A luta teórica, nessa encruzilhada, não é uma luta acadêmica: é uma luta sobre o sentido do social-histórico e sobre a orientação diante dos graves problemas políticos. A luta de Lenin contra a espontaneidade no movimento operário se insere nessa encruzilhada contra a primazia das representações burguesas, dialogando com a classe operária para articular o sentido do todo estruturado complexo para mais bem se orientar nas questões políticas e econômicas. Sem teoria adequada, a prática política torna-se cega e incapaz de produzir efeitos políticos adequados. Afirma Lenin:

“Por que- perguntará o leitor- o movimento espontâneo, o movimento pela linha de menor resistência, conduz precisamente à supremacia da ideologia burguesa? Pela simples razão de que a ideologia burguesa é muito mais antiga pela sua origem do que a ideologia socialista, porque é mais completa a sua elaboração e porque possui meios de difusão incomparavelmente mais numerosos” [4]

É preciso acrescentar esse enunciado: a ideologia burguesa é mais antiga, possui meios de difusão muito mais numerosos e, hoje, possui muito mais capilaridade que na época de Marx[5]. O capital financeiro, ao monopolizar os agenciamentos coletivos de enunciação, tem mais condições de forjar a evidência familiar que interessa à manutenção das relações do domínio.
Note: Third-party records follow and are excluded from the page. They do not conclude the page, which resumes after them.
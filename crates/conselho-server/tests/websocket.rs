//! End-to-end tests over a real socket.

use std::sync::Arc;
use std::time::Duration;

use futures_util::{SinkExt, StreamExt};
use rust_decimal::Decimal;
use serde_json::{Value, json};
use tokio::time::timeout;
use tokio_tungstenite::connect_async;
use tokio_tungstenite::tungstenite::Message;
use uuid::Uuid;

use conselho_api::AppStateInner;
use conselho_db::Database;
use conselho_gateway::auth::AuthGate;
use conselho_gateway::rooms::RoomState;
use conselho_gateway::{Gateway, GatewayConfig};
use conselho_server::build_router;
use conselho_types::models::{Consultation, Role};

const TIMEOUT: Duration = Duration::from_secs(5);

type WsStream =
    tokio_tungstenite::WebSocketStream<tokio_tungstenite::MaybeTlsStream<tokio::net::TcpStream>>;

struct TestServer {
    _dir: tempfile::TempDir,
    url: String,
    db: Arc<Database>,
    gateway: Gateway,
    client: Uuid,
    consultant: Uuid,
}

impl TestServer {
    fn token(&self, user: Uuid, role: Role) -> String {
        self.gateway.auth().issue(user, "tester", role).unwrap()
    }

    fn start_consultation(&self) -> Consultation {
        self.db.start_consultation(self.client, self.consultant).unwrap()
    }
}

/// Boot a server on an ephemeral port with a seeded client and consultant.
async fn boot_server(config: GatewayConfig, client_funds: Option<&str>) -> TestServer {
    let dir = tempfile::tempdir().unwrap();
    let path = dir.path().join("e2e.db");
    conselho_db::migrate(&path).unwrap();
    let db = Arc::new(Database::open(&path).unwrap());

    let client = Uuid::new_v4();
    let consultant = Uuid::new_v4();
    db.create_user(client, "cliente", "h", Role::Client).unwrap();
    db.create_consultant(consultant, "taro", "h", Decimal::new(350, 2))
        .unwrap();
    if let Some(funds) = client_funds {
        db.add_credits(client, funds.parse().unwrap(), "seed").unwrap();
    }

    let gateway = Gateway::new(db.clone(), AuthGate::new("e2e-secret"), config);
    let app = build_router(AppStateInner::new(gateway.clone()));
    let listener = tokio::net::TcpListener::bind("127.0.0.1:0").await.unwrap();
    let addr = listener.local_addr().unwrap();
    tokio::spawn(async move {
        axum::serve(listener, app).await.unwrap();
    });

    TestServer {
        _dir: dir,
        url: format!("ws://{}/ws", addr),
        db,
        gateway,
        client,
        consultant,
    }
}

async fn connect(url: &str) -> WsStream {
    let (mut ws, _) = connect_async(url).await.unwrap();
    assert_eq!(read_json(&mut ws).await["type"], "auth_required");
    ws
}

/// Read the next text message as JSON.
async fn read_json(ws: &mut WsStream) -> Value {
    loop {
        let msg = timeout(TIMEOUT, ws.next())
            .await
            .expect("timeout waiting for message")
            .expect("stream closed")
            .expect("ws error");
        if let Message::Text(text) = msg {
            return serde_json::from_str(&text).unwrap();
        }
    }
}

/// Read until a frame of `frame_type` arrives.
async fn read_until(ws: &mut WsStream, frame_type: &str) -> Value {
    loop {
        let frame = read_json(ws).await;
        if frame["type"] == frame_type {
            return frame;
        }
    }
}

async fn send(ws: &mut WsStream, frame: Value) {
    ws.send(Message::text(frame.to_string())).await.unwrap();
}

async fn authenticate(ws: &mut WsStream, token: &str) -> Value {
    send(ws, json!({ "type": "auth", "token": token })).await;
    read_json(ws).await
}

#[tokio::test]
async fn invalid_token_gets_one_error_then_close() {
    let server = boot_server(GatewayConfig::default(), None).await;
    let mut ws = connect(&server.url).await;

    let frame = authenticate(&mut ws, "not-a-token").await;
    assert_eq!(frame["type"], "error");
    assert_eq!(frame["code"], "auth_error");

    // Nothing but the close handshake follows.
    loop {
        match timeout(TIMEOUT, ws.next()).await.expect("socket left open") {
            Some(Ok(Message::Close(_))) | None | Some(Err(_)) => break,
            Some(Ok(Message::Text(text))) => panic!("unexpected frame after auth error: {}", text),
            Some(Ok(_)) => {}
        }
    }
}

#[tokio::test]
async fn room_frames_before_auth_are_rejected() {
    let server = boot_server(GatewayConfig::default(), None).await;
    let consultation = server.start_consultation();
    let mut ws = connect(&server.url).await;

    send(
        &mut ws,
        json!({ "type": "join_consultation", "consultationId": consultation.id }),
    )
    .await;
    let frame = read_json(&mut ws).await;
    assert_eq!(frame["code"], "auth_error");
    assert_eq!(server.gateway.rooms().active_rooms().await, 0);
}

#[tokio::test]
async fn join_chat_and_leave_end_to_end() {
    let server = boot_server(GatewayConfig::default(), Some("100.00")).await;
    let consultation = server.start_consultation();
    let id = consultation.id.to_string();

    let mut client = connect(&server.url).await;
    let frame = authenticate(&mut client, &server.token(server.client, Role::Client)).await;
    assert_eq!(frame["type"], "auth_success");
    assert_eq!(frame["role"], "client");
    let frame = read_json(&mut client).await;
    assert_eq!(frame["type"], "active_consultation");
    assert_eq!(frame["consultationId"], id.as_str());

    let mut consultant = connect(&server.url).await;
    authenticate(&mut consultant, &server.token(server.consultant, Role::Consultant)).await;
    read_until(&mut consultant, "active_consultation").await;

    send(&mut client, json!({ "type": "join_consultation", "consultationId": id })).await;
    let frame = read_json(&mut client).await;
    assert_eq!(frame["type"], "joined_consultation");
    assert_eq!(frame["consultation"]["price_per_minute_snapshot"], "3.50");

    send(&mut consultant, json!({ "type": "join_consultation", "consultationId": id })).await;
    assert_eq!(read_json(&mut consultant).await["type"], "joined_consultation");
    assert_eq!(read_json(&mut consultant).await["type"], "participant_joined");
    assert_eq!(read_json(&mut client).await["type"], "participant_joined");

    send(&mut client, json!({ "type": "chat_message", "content": "Boa noite" })).await;
    let ack = read_json(&mut client).await;
    assert_eq!(ack["type"], "message_sent");
    assert_eq!(ack["message"]["content"], "Boa noite");
    let relayed = read_json(&mut consultant).await;
    assert_eq!(relayed["type"], "chat_message");
    assert_eq!(relayed["sender"]["role"], "client");
    assert_eq!(relayed["sender"]["id"], server.client.to_string());

    send(&mut consultant, json!({ "type": "typing", "isTyping": true })).await;
    let typing = read_json(&mut client).await;
    assert_eq!(typing["type"], "typing");
    assert_eq!(typing["isTyping"], true);

    send(&mut client, json!({ "type": "ping" })).await;
    assert_eq!(read_json(&mut client).await["type"], "pong");

    client.close(None).await.unwrap();
    assert_eq!(read_json(&mut consultant).await["type"], "participant_left");
}

#[tokio::test]
async fn empty_balance_ends_session_on_first_tick() {
    let config = GatewayConfig {
        heartbeat_interval: Duration::from_secs(30),
        billing_period: Duration::from_millis(100),
    };
    let server = boot_server(config, None).await;
    let consultation = server.start_consultation();
    let id = consultation.id.to_string();

    let mut client = connect(&server.url).await;
    authenticate(&mut client, &server.token(server.client, Role::Client)).await;
    let mut consultant = connect(&server.url).await;
    authenticate(&mut consultant, &server.token(server.consultant, Role::Consultant)).await;

    for ws in [&mut client, &mut consultant] {
        send(ws, json!({ "type": "join_consultation", "consultationId": id })).await;
    }

    for ws in [&mut client, &mut consultant] {
        let ended = read_until(ws, "session_ended").await;
        assert_eq!(ended["reason"], "insufficient_funds");
        assert_eq!(ended["consultationId"], id.as_str());
        assert_eq!(ended["totalCharged"], "0.00");
    }

    let notification = read_until(&mut client, "notification").await;
    assert_eq!(notification["notification"]["kind"], "low_balance");

    let stored = server.db.get_consultation(consultation.id).unwrap().unwrap();
    assert!(!stored.is_active());
}

#[tokio::test]
async fn silent_socket_is_pruned_from_its_room_by_heartbeat() {
    let config = GatewayConfig {
        heartbeat_interval: Duration::from_millis(150),
        billing_period: Duration::from_millis(100),
    };
    let server = boot_server(config, Some("100.00")).await;
    server.gateway.spawn_heartbeat();
    let consultation = server.start_consultation();
    let id = consultation.id.to_string();

    let mut consultant = connect(&server.url).await;
    authenticate(&mut consultant, &server.token(server.consultant, Role::Consultant)).await;
    send(&mut consultant, json!({ "type": "join_consultation", "consultationId": id })).await;
    read_until(&mut consultant, "joined_consultation").await;

    // A raw client that never reads never answers pings.
    let (mut silent, _) = connect_async(&server.url).await.unwrap();
    send(&mut silent, json!({ "type": "auth", "token": server.token(server.client, Role::Client) }))
        .await;
    send(&mut silent, json!({ "type": "join_consultation", "consultationId": id })).await;

    read_until(&mut consultant, "participant_joined").await;
    let left = read_until(&mut consultant, "participant_left").await;
    assert_eq!(left["consultationId"], id.as_str());

    let rooms = server.gateway.rooms();
    assert_eq!(rooms.room_state(consultation.id).await, Some(RoomState::SingleJoined));
    assert!(server.gateway.registry().lookup(server.client).await.is_none());
    assert!(
        server
            .db
            .get_consultation(consultation.id)
            .unwrap()
            .unwrap()
            .is_active()
    );

    // Billing is paused: no further charges while the consultant waits,
    // and reading keeps the consultant answering pings.
    let _ = timeout(Duration::from_millis(150), read_until(&mut consultant, "never")).await;
    let charged = server.db.all_transactions(server.client).unwrap().len();
    let _ = timeout(Duration::from_millis(500), read_until(&mut consultant, "never")).await;
    assert_eq!(server.db.all_transactions(server.client).unwrap().len(), charged);
    assert_eq!(rooms.room_state(consultation.id).await, Some(RoomState::SingleJoined));
    assert_eq!(server.gateway.heartbeat().tracked(), 1);
}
A assunção ao poder de um movimento de contradição antagônica que não significa a alteração dessa conjuntura da dinâmica da produção do real torna-o vulnerável à reatividade das classes dominantes que não pensam duas vezes em mobilizar todo o arsenal de meios de comunicação para engendrar o caos organizado para fins de desestabilização[6]. Cabe-nos o diuturno trabalho da crítica contra os sofismas, as frases e as palavras-de-ordens mais cotidianas e mais capilares.

Por: Luís Eduardo Gomes do Nascimento, Advogado e Professor da UNEB


[1] Em Teoria da Ação Comunicativa, Habermas, partindo dessa questão, afirma a natureza duplamente hermenêutica das ciências sociais, que são obrigadas a tematizar um dado que já tem uma significação social no mundo da vida.

[2] DURKHEIM, Émile. As Regras do Método Sociológico. São Paulo: Martin Claret, 2002, p. 44.

[3] Os meios de comunicação instantânea passam a ter um papel central nesse contexto.

[4] LENIN, Vladimir Ulianov. Que fazer: Problemas candentes do nosso movimento. São Paulo: Expressão Popular, 2015, p. 92-3. Hoje, temos uma teoria crítica muito mais desenvolvida, mas que precisa de canais de popularização. Uma das primeiras medidas de Lenin foi a construção de um jornal de âmbito nacional para fazer frente à filosofia espontânea burguesa.

[5] O grande filósofo italiano Gianni Vattimo, ao enfatizar a força dos meios de comunicação na construção da realidade, costuma dizer que Marx, se vivo, seria muito mais pessimista diante de um projeto emancipador. É preciso entender o alerta no sentido de que não se pode acomodar e que o trabalho da crítica não terminou. Marx apenas preparou o terreno adequado para a nossa longa jornada, a longa marcha da emancipação.

[6] Slavoz Zizek afirma que, hoje, apenas a direita tem mobilizado a paixão política. Para um psicanalista, a afirmação é demasiado ingênua além de incorreta espacialmente.